The prevailing desmoplastic stroma and immunosuppressive microenvironment within pancreatic ductal adenocarcinoma (PDAC) pose substantial challenges to therapeutic intervention. Despite the potential of protein tyrosine kinase (PTK) inhibitors in mitigating the desmoplastic stromal response and enhancing the immune milieu, their efficacy is curtailed by suboptimal pharmacokinetics (PK) and insufficient tumor penetration. To surmount these hurdles, we have pioneered a novel strategy, employing lipid bilayer-coated mesoporous silica nanoparticles (termed "silicasomes") as a carrier for the delivery of Nintedanib. Nintedanib, a triple PTK inhibitor that targets vascular endothelial growth factor, platelet-derived growth factor and fibroblast growth factor receptors, was encapsulated in the pores of silicasomes via a remote loading mechanism for weak bases. This innovative approach not only enhanced pharmacokinetics and intratumor drug concentrations but also orchestrated a transformative shift in the desmoplastic and immune landscape in a robust orthotopic KRAS-mediated pancreatic carcinoma (KPC) model. Our results demonstrate attenuation of vascular density and collagen content through encapsulated Nintedanib treatment, concomitant with significant augmentation of the CD8/FoxP3 T-cell ratio. This remodeling was notably correlated with tumor regression in the KPC model.

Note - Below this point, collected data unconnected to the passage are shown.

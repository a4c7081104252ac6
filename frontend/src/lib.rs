pub mod api;
pub mod components;
pub mod config;
#[cfg(target_arch = "wasm32")]
pub mod logging;
pub mod session;
pub mod state;
pub mod utils;

#[cfg(test)]
mod test_support;

pub use session::{Identity, Role, SessionError, SessionManager, SessionState};

#[cfg(target_arch = "wasm32")]
#[wasm_bindgen::prelude::wasm_bindgen(start)]
pub fn start() {
    logging::init();
    let config = config::client_config();
    log::info!("Starting HRMS frontend against {}", config.api_base_url);
}
use crate::{components::layout::LoadingSpinner, session::SessionState, state::session::use_session};
use leptos::*;

pub const LOGIN_PATH: &str = "/login";
pub const DASHBOARD_PATH: &str = "/";

#[derive(Debug, Clone, Copy, PartialEq, Eq)]
pub enum GuardDecision {
    Loading,
    RedirectToLogin,
    RedirectToDashboard,
    Render,
}

impl GuardDecision {
    pub fn redirect_target(self) -> Option<&'static str> {
        match self {
            GuardDecision::RedirectToLogin => Some(LOGIN_PATH),
            GuardDecision::RedirectToDashboard => Some(DASHBOARD_PATH),
            GuardDecision::Loading | GuardDecision::Render => None,
        }
    }
}

pub fn guard_decision(state: &SessionState) -> GuardDecision {
    if state.loading {
        GuardDecision::Loading
    } else if state.identity.is_none() {
        GuardDecision::RedirectToLogin
    } else {
        GuardDecision::Render
    }
}

/// Admin views additionally need an explicit admin role claim.
pub fn admin_guard_decision(state: &SessionState) -> GuardDecision {
    match guard_decision(state) {
        GuardDecision::Render if !state.role.is_admin() => GuardDecision::RedirectToDashboard,
        decision => decision,
    }
}

#[component]
pub fn RequireAuth(children: ChildrenFn) -> impl IntoView {
    guarded(guard_decision, children)
}

#[component]
pub fn RequireAdmin(children: ChildrenFn) -> impl IntoView {
    guarded(admin_guard_decision, children)
}

fn guarded(decide: fn(&SessionState) -> GuardDecision, children: ChildrenFn) -> impl IntoView {
    let (session, _) = use_session();
    let decision = create_memo(move |_| session.with(decide));
    create_effect(move |_| {
        if let Some(target) = decision.get().redirect_target() {
            redirect(target);
        }
    });
    view! {
        <Show
            when=move || decision.get() == GuardDecision::Render
            fallback=move || {
                if decision.get() == GuardDecision::Loading {
                    view! { <LoadingSpinner /> }.into_view()
                } else {
                    ().into_view()
                }
            }
        >
            {children()}
        </Show>
    }
}

#[cfg(target_arch = "wasm32")]
fn redirect(target: &str) {
    if let Some(win) = web_sys::window() {
        if let Err(err) = win.location().set_href(target) {
            log::warn!("Redirect to {} failed: {:?}", target, err);
        }
    }
}

#[cfg(not(target_arch = "wasm32"))]
fn redirect(target: &str) {
    log::debug!("Skipping redirect to {} outside the browser", target);
}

Strikingly, the synergy between encapsulated Nintedanib and anti-PD-1 immunotherapy further potentiated the antitumor effect. Both free and encapsulated Nintedanib induced a transcriptional upregulation of PD-L1 via the extracellular signal-regulated kinase (ERK) pathway. In summary, our pioneering approach involving the silicasome carrier not only improved antitumor angiogenesis but also profoundly reshaped the desmoplastic stromal and immune landscape within PDAC. These insights hold excellent promise for the development of innovative combinatorial strategies in PDAC therapy.

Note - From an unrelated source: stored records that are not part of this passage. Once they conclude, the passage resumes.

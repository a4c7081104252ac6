use chrono::NaiveDate;

use super::{
    client::ApiClient,
    error::ApiError,
    types::{AttendanceRecord, AttendanceStatus, DashboardStats, Employee, LeaveRequest, LeaveStatus},
};

impl DashboardStats {
    /// Counts over whatever the backend let the caller see; the same call
    /// yields company-wide numbers for staff and personal ones otherwise.
    pub fn compute(
        employees: &[Employee],
        attendance: &[AttendanceRecord],
        leaves: &[LeaveRequest],
        today: NaiveDate,
    ) -> Self {
        let todays: Vec<&AttendanceRecord> = attendance
            .iter()
            .filter(|record| record.date == today)
            .collect();
        let count_today = |status: AttendanceStatus| {
            todays.iter().filter(|record| record.status == status).count()
        };
        Self {
            total_employees: employees.len(),
            present_today: count_today(AttendanceStatus::Present),
            absent_today: count_today(AttendanceStatus::Absent),
            pending_leaves: leaves
                .iter()
                .filter(|leave| leave.status == LeaveStatus::Pending)
                .count(),
            attendance_records: attendance.len(),
            leave_requests: leaves.len(),
        }
    }
}

impl ApiClient {
    pub async fn dashboard_stats(&self, today: NaiveDate) -> Result<DashboardStats, ApiError> {
        let (employees, attendance, leaves) = futures::try_join!(
            self.list_employees(),
            self.list_attendance(),
            self.list_leaves()
        )?;
        Ok(DashboardStats::compute(&employees, &attendance, &leaves, today))
    }
}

胰腺导管腺癌(PDAC)中普遍存在的促结缔组织增生性基质和免疫抑制微环境对治疗干预构成了重大挑战。尽管蛋白酪氨酸激酶(PTK)抑制剂有减轻促结缔组织增生性基质反应和改善免疫环境的潜力,但其疗效因药代动力学(PK)不理想和肿瘤穿透不足而受到限制。为了克服这些障碍,我们开创了一种新策略,采用脂质双层包裹的介孔二氧化硅纳米颗粒(称为“硅体”)作为递送尼达尼布的载体。尼达尼布是一种三联PTK抑制剂,靶向血管内皮生长因子、血小板衍生生长因子和成纤维细胞生长因子受体,通过弱碱的远程加载机制封装在硅体的孔中。这种创新方法不仅提高了药代动力学和肿瘤内药物浓度,还在强大的原位KRAS介导的胰腺癌(KPC)模型中使促结缔组织增生和免疫格局发生了变革性转变。我们的结果表明,通过封装尼达尼布治疗可降低血管密度和胶原蛋白含量,同时显著提高CD8/FoxP3 T细胞比率。这种重塑与KPC模型中的肿瘤消退显著相关。引人注目的是,封装的尼达尼布与抗PD-1免疫疗法之间的协同作用进一步增强了抗肿瘤效果。游离和封装的尼达尼布均通过细胞外信号调节激酶(ERK)途径诱导PD-L1的转录上调。总之,我们涉及硅体载体 的开创性方法不仅改善了抗肿瘤血管生成,还深刻重塑了PDAC内的促结缔组织增生性基质和免疫格局。这些见解为PDAC治疗中创新联合策略的开发带来了极好的前景。